2. An execution placed in the hands of a constable is not binding until after a levy is made, and when the sheriff has made a prior levy, although the execution to the constable was first issued, the sheriff's execution must first be satisfied; if the levy is made before proceedings in bankruptcy are commenced, the constable's execution is to be satisfied before the assignee is entitled to take the proceeds arising from a sale of the bankrupt's goods.

[In bankruptcy. In the matter of John Hughes and son.]

Lyman & Jackson, for Harrison & Co.

BLODGETT, District Judge. The affidavits upon file in this case show that upon the 14th of April, 1874, Harrison & Co., recovered judgment against the bankrupts, issued execution, and upon the same day placed the execution in the hands of the sheriff with instruction to levy upon the stock of the bankrupts; that the deputy sheriff Galpin, proceeded to the store, indorsed the levy upon the writ, placed a custodian in the store, and received the key to the same. Hughes, by his testimony attempts to put a different phase upon these facts, but his view cannot be sustained. The following day the deputy sheriff called at the office of the attorneys of the plaintiffs with reference to the levy. The attorneys were anxious to have their judgment satisfied, and yet, on account of the promises of Hughes & Son to pay the debt in a few days, were 10th to order the store closed. The deputy sheriff was instructed not to close the store, but to keep a custodian in charge, and not to allow any articles to be taken out, except those necessary to finish certain repairs which were being made outside by the bankrupts for their customers. A few days after the United States marshal took possession of the store, proceedings in bankruptcy having been instituted. At the time the marshal took possession the custodian happened to be temporarily out of the store. The question for the decision of the court is, was the levy of the deputy sheriff a good one? My reply is that I think it was a good one, and should be sustained, although the store was not closed. The deputy sheriff had indorsed a levy upon his writ, he had the key to the store, was also in possession, and could give every one actual notice, and the custodian informed the marshal that he held possession. The claimants did everything they were bound to do. I held the opinion some years ago that the statute gave a lien as against an assignee in bankruptcy when the execution is placed in the hands of the sheriff, although I have had occasion since to doubt the soundness of that 834view. But here the sheriff made a levy and consummated his lien. The claimants are, therefore, entitled to be paid the amount of their claim out of the proceeds arising from the sale of the goods, and an order to that effect will be entered.

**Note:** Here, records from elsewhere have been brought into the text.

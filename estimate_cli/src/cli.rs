//! CLI definition using clap

use clap::{Args, Parser, Subcommand, ValueEnum};
use serde::{Deserialize, Serialize};
use std::path::PathBuf;

/// Output format for results
#[derive(Clone, Copy, Debug, Default, PartialEq, Eq, ValueEnum, Serialize, Deserialize)]
#[serde(rename_all = "lowercase")]
pub enum OutputFormat {
    #[default]
    Table,
    Json,
}

impl std::fmt::Display for OutputFormat {
    fn fmt(&self, f: &mut std::fmt::Formatter<'_>) -> std::fmt::Result {
        match self {
            OutputFormat::Table => write!(f, "table"),
            OutputFormat::Json => write!(f, "json"),
        }
    }
}

#[derive(Parser, Debug)]
#[command(name = "concrete-estimate")]
#[command(version)]
#[command(about = "Concrete material and cost estimation")]
#[command(long_about = None)]
pub struct Cli {
    #[command(subcommand)]
    pub command: Commands,

    /// Output format (table, json)
    #[arg(long, short = 'f', global = true, value_enum, default_value_t = OutputFormat::Table)]
    pub format: OutputFormat,

    /// Settings file (defaults to the platform config directory)
    #[arg(long, global = true)]
    pub settings: Option<PathBuf>,

    /// Verbose output
    #[arg(long, short = 'v', global = true)]
    pub verbose: bool,
}

#[derive(Subcommand, Debug)]
pub enum Commands {
    /// Estimate materials and cost for a rectangular pour
    Calculate(CalculateArgs),

    /// List concrete grades with mix ratios and typical use
    Grades,

    /// Manage settings
    Config {
        #[command(subcommand)]
        action: ConfigAction,
    },
}

/// Form fields for `calculate`. Numbers are taken as text and parsed by the
/// estimate form, so a decimal comma is accepted.
#[derive(Args, Debug, Clone, Default)]
pub struct CalculateArgs {
    /// Length in meters
    #[arg(long, short = 'l', allow_hyphen_values = true)]
    pub length: String,

    /// Width in meters
    #[arg(long, short = 'w', allow_hyphen_values = true)]
    pub width: String,

    /// Height (thickness) in meters
    #[arg(long = "height", allow_hyphen_values = true)]
    pub height: String,

    /// Concrete grade (M200, M250, M300, M350, M400). Uses settings if not specified.
    #[arg(long, short = 'g')]
    pub grade: Option<String>,

    /// Cement price per 50 kg bag
    #[arg(long, allow_hyphen_values = true)]
    pub cement_price: Option<String>,

    /// Sand price per tonne
    #[arg(long, allow_hyphen_values = true)]
    pub sand_price: Option<String>,

    /// Gravel price per tonne
    #[arg(long, allow_hyphen_values = true)]
    pub gravel_price: Option<String>,

    /// Object name printed on the report
    #[arg(long)]
    pub label: Option<String>,

    /// Write the report to this file (.pdf renders a PDF, anything else is text)
    #[arg(long, short = 'o')]
    pub report: Option<PathBuf>,

    /// Add grade application and curing reference to the report
    #[arg(long)]
    pub reference: bool,
}

#[derive(Subcommand, Debug)]
pub enum ConfigAction {
    /// Show current settings
    Show,

    /// Reset settings to defaults
    Reset,

    /// Set default unit prices
    SetPrices {
        /// Cement price per 50 kg bag
        #[arg(long, allow_hyphen_values = true)]
        cement: Option<String>,

        /// Sand price per tonne
        #[arg(long, allow_hyphen_values = true)]
        sand: Option<String>,

        /// Gravel price per tonne
        #[arg(long, allow_hyphen_values = true)]
        gravel: Option<String>,
    },

    /// Set the currency symbol printed on reports
    SetCurrency { symbol: String },

    /// Set the default object name printed on reports
    SetObject { name: String },

    /// Set the default concrete grade
    SetGrade { grade: String },
}
//! # Mix Design Data
//!
//! Static reference data for concrete mixes: the grade -> ratio table and
//! curing reference values.
//!
//! ## Example
//!
//! ```rust
//! use estimate_core::mix::{ConcreteGrade, lookup_ratio};
//!
//! let ratio = ConcreteGrade::M300.ratio();
//! assert_eq!(ratio.sand, 1.9);
//!
//! // String keys that are not in the table are rejected
//! assert!(lookup_ratio("M999").is_err());
//! ```

pub mod curing;
pub mod grades;

pub use curing::{CuringMilestone, CURING_MILESTONES, RECOMMENDATIONS};
pub use grades::{lookup_ratio, mix_ratio, mix_table, ConcreteGrade, MixRatio};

In regard to the execution in favor of Cornelius & Co., issued against the bankrupts, the facts seem to be these: They recovered a judgment against the bankrupts about the 16th of March, and placed execution in the hands of a constable, but he made no levy till the day after the sheriff had levied. From these facts I think the Cornelius levy was good as against the assignee, but must be held subordinate to the lien of Harrison & Co., as their levy was in fact made first by an officer of another court. The order should therefore be that the assignee pay out of the net proceeds of the goods in his hands: 1. The Harrison execution in full, if there are funds enough to do so. 2. Out of the balance, if any, the Cornelius judgment should be paid in full, if funds are left sufficient to do so.